So I am starting into wedding videography for a company, and we are having a lot of discussions as to the best way to capture wedding vows. The way they are currently doing it is a zoom h1 set to auto slipped into the grooms pocket with a 3.5mm lav mic. Coming from more of a corporate production background, this makes me nervous because I can't monitor anything. Someone pointed out to me that monitoring doesn't really get you much since you can't go up there during the ceremony and change anything. Wireless is an option, but if we get any interference from all those folks on their cell phones we are really screwed... I'm thinking maybe mic split into the zoom and into a wireless system?

So how would you guys capture wedding vows?


When I borrowed a Zoom H4, I got a lot of GSM noise from my blackberry when doing field recordings.

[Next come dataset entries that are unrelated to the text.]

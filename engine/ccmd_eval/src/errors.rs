//! Error types.
//!
//! Two layers, mirroring how failures are handled:
//!
//! - [`FnError`] is a failure inside one function call. It is contained at
//!   the directive boundary and rendered inline as `[name: message]`; the
//!   rest of the template keeps evaluating.
//! - [`EngineError`] aborts the whole evaluation: a quota was exceeded or
//!   the inputs were unusable.
//!
//! Factory functions (`wrong_arg_type()`, `division_by_zero()`, ...) are
//! the way to build an `FnError`; they fill in both kind and message.

use std::fmt;

use ccmd_value::{ContextError, Value};

use crate::host::HostError;
use crate::registry::Arity;

/// Result of a function call.
pub type FnResult = Result<Value, FnError>;

/// Typed category of a function failure.
#[derive(Clone, Debug, PartialEq, Eq)]
pub enum FnErrorKind {
    // Arithmetic
    DivisionByZero,
    ModuloByZero,
    IntegerOverflow { operation: &'static str },
    NotFinite,

    // Arguments
    ArityMismatch { expected: Arity, got: usize },
    TypeMismatch {
        index: usize,
        expected: &'static str,
        got: &'static str,
    },
    IndexOutOfBounds { index: i64, len: usize },
    InvalidArgument { message: String },
    InvalidPattern { message: String },

    // Collaborators
    Host(HostError),
    PolicyViolation { message: String },
    Timeout { millis: u64 },

    /// Anything not worth its own variant.
    Custom { message: String },
}

impl fmt::Display for FnErrorKind {
    fn fmt(&self, f: &mut fmt::Formatter<'_>) -> fmt::Result {
        match self {
            Self::DivisionByZero => write!(f, "division by zero"),
            Self::ModuloByZero => write!(f, "modulo by zero"),
            Self::IntegerOverflow { operation } => write!(f, "integer overflow in {operation}"),
            Self::NotFinite => write!(f, "result is not a finite number"),

            Self::ArityMismatch { expected, got } => write!(f, "expected {expected}, got {got}"),
            Self::TypeMismatch {
                index,
                expected,
                got,
            } => write!(f, "argument {} must be {expected}, got {got}", index + 1),
            Self::IndexOutOfBounds { index, len } => {
                write!(f, "index {index} out of bounds for length {len}")
            }
            Self::InvalidArgument { message } | Self::Custom { message } => {
                write!(f, "{message}")
            }
            Self::InvalidPattern { message } => write!(f, "invalid pattern: {message}"),

            Self::Host(err) => write!(f, "{err}"),
            Self::PolicyViolation { message } => write!(f, "not allowed: {message}"),
            Self::Timeout { millis } => write!(f, "timed out after {millis}ms"),
        }
    }
}

/// A contained failure of one function call.
#[derive(Clone, Debug, PartialEq, Eq)]
pub struct FnError {
    pub kind: FnErrorKind,
    pub message: String,
}

impl FnError {
    fn from_kind(kind: FnErrorKind) -> Self {
        let message = kind.to_string();
        FnError { kind, message }
    }

    /// An uncategorized failure.
    pub fn new(message: impl Into<String>) -> Self {
        Self::from_kind(FnErrorKind::Custom {
            message: message.into(),
        })
    }
}

impl fmt::Display for FnError {
    fn fmt(&self, f: &mut fmt::Formatter<'_>) -> fmt::Result {
        f.write_str(&self.message)
    }
}

impl std::error::Error for FnError {}

impl From<HostError> for FnError {
    fn from(err: HostError) -> Self {
        FnError::from_kind(FnErrorKind::Host(err))
    }
}

#[cold]
pub fn division_by_zero() -> FnError {
    FnError::from_kind(FnErrorKind::DivisionByZero)
}

#[cold]
pub fn modulo_by_zero() -> FnError {
    FnError::from_kind(FnErrorKind::ModuloByZero)
}

#[cold]
pub fn integer_overflow(operation: &'static str) -> FnError {
    FnError::from_kind(FnErrorKind::IntegerOverflow { operation })
}

#[cold]
pub fn not_finite() -> FnError {
    FnError::from_kind(FnErrorKind::NotFinite)
}

#[cold]
pub fn wrong_arg_count(expected: Arity, got: usize) -> FnError {
    FnError::from_kind(FnErrorKind::ArityMismatch { expected, got })
}

/// Argument `index` (zero-based) had the wrong type.
#[cold]
pub fn wrong_arg_type(index: usize, expected: &'static str, got: &Value) -> FnError {
    FnError::from_kind(FnErrorKind::TypeMismatch {
        index,
        expected,
        got: got.type_name(),
    })
}

#[cold]
pub fn index_out_of_bounds(index: i64, len: usize) -> FnError {
    FnError::from_kind(FnErrorKind::IndexOutOfBounds { index, len })
}

#[cold]
pub fn invalid_argument(message: impl Into<String>) -> FnError {
    FnError::from_kind(FnErrorKind::InvalidArgument {
        message: message.into(),
    })
}

#[cold]
pub fn invalid_pattern(err: &regex::Error) -> FnError {
    FnError::from_kind(FnErrorKind::InvalidPattern {
        message: err.to_string(),
    })
}

#[cold]
pub fn policy_violation(message: impl Into<String>) -> FnError {
    FnError::from_kind(FnErrorKind::PolicyViolation {
        message: message.into(),
    })
}

#[cold]
pub fn timed_out(millis: u64) -> FnError {
    FnError::from_kind(FnErrorKind::Timeout { millis })
}

/// A failure that aborts the whole evaluation.
#[derive(Debug, thiserror::Error)]
pub enum EngineError {
    #[error("malformed context: {0}")]
    MalformedContext(#[from] ContextError),
    #[error("template is {len} bytes, limit is {limit}")]
    TemplateTooLarge { len: usize, limit: usize },
    #[error("template has more than {limit} directives")]
    DirectiveQuotaExceeded { limit: usize },
    #[error("expression nesting deeper than {limit}")]
    NestingTooDeep { limit: usize },
    #[error("more than {limit} effecting calls")]
    EffectQuotaExceeded { limit: usize },
    #[error("output exceeds {limit} bytes")]
    OutputTooLarge { limit: usize },
}

#[cfg(test)]
mod tests {
    use super::*;
    use pretty_assertions::assert_eq;

    #[test]
    fn test_factory_messages() {
        assert_eq!(division_by_zero().to_string(), "division by zero");
        assert_eq!(
            wrong_arg_type(1, "a number", &Value::string("x")).to_string(),
            "argument 2 must be a number, got string"
        );
        assert_eq!(
            wrong_arg_count(Arity::Exact(2), 1).to_string(),
            "expected 2 arguments, got 1"
        );
        assert_eq!(
            wrong_arg_count(Arity::Between(1, 3), 0).to_string(),
            "expected 1 to 3 arguments, got 0"
        );
    }

    #[test]
    fn test_host_error_is_wrapped() {
        let err = FnError::from(HostError::NotFound("member 9".into()));
        assert_eq!(err.kind, FnErrorKind::Host(HostError::NotFound("member 9".into())));
        assert_eq!(err.to_string(), "not found: member 9");
    }

    #[test]
    fn test_engine_error_display() {
        let err = EngineError::NestingTooDeep { limit: 16 };
        assert_eq!(err.to_string(), "expression nesting deeper than 16");
    }
}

Later, I bought a Sony M10 and an iPhone, and haven't noticed any GSM tones in my recordings. The downside of the Sony is that it doesn't have XLR input, so any external microphone is likely to be a source of more noise. The good news is that cell phone interference seems to fall off fairly rapidly. There may be enough distance between the couple getting married and the guests that cell noise isn't really a problem.

An Olympus LS-100 may be an even better choice than my Sony. I plan on getting one once I start buying microphones.

Another option would be to use a full-sized mic and PA and actually integrate it into the ceremony. Then the couple can hear themselves doing their vows, so they have an idea of what they will be getting.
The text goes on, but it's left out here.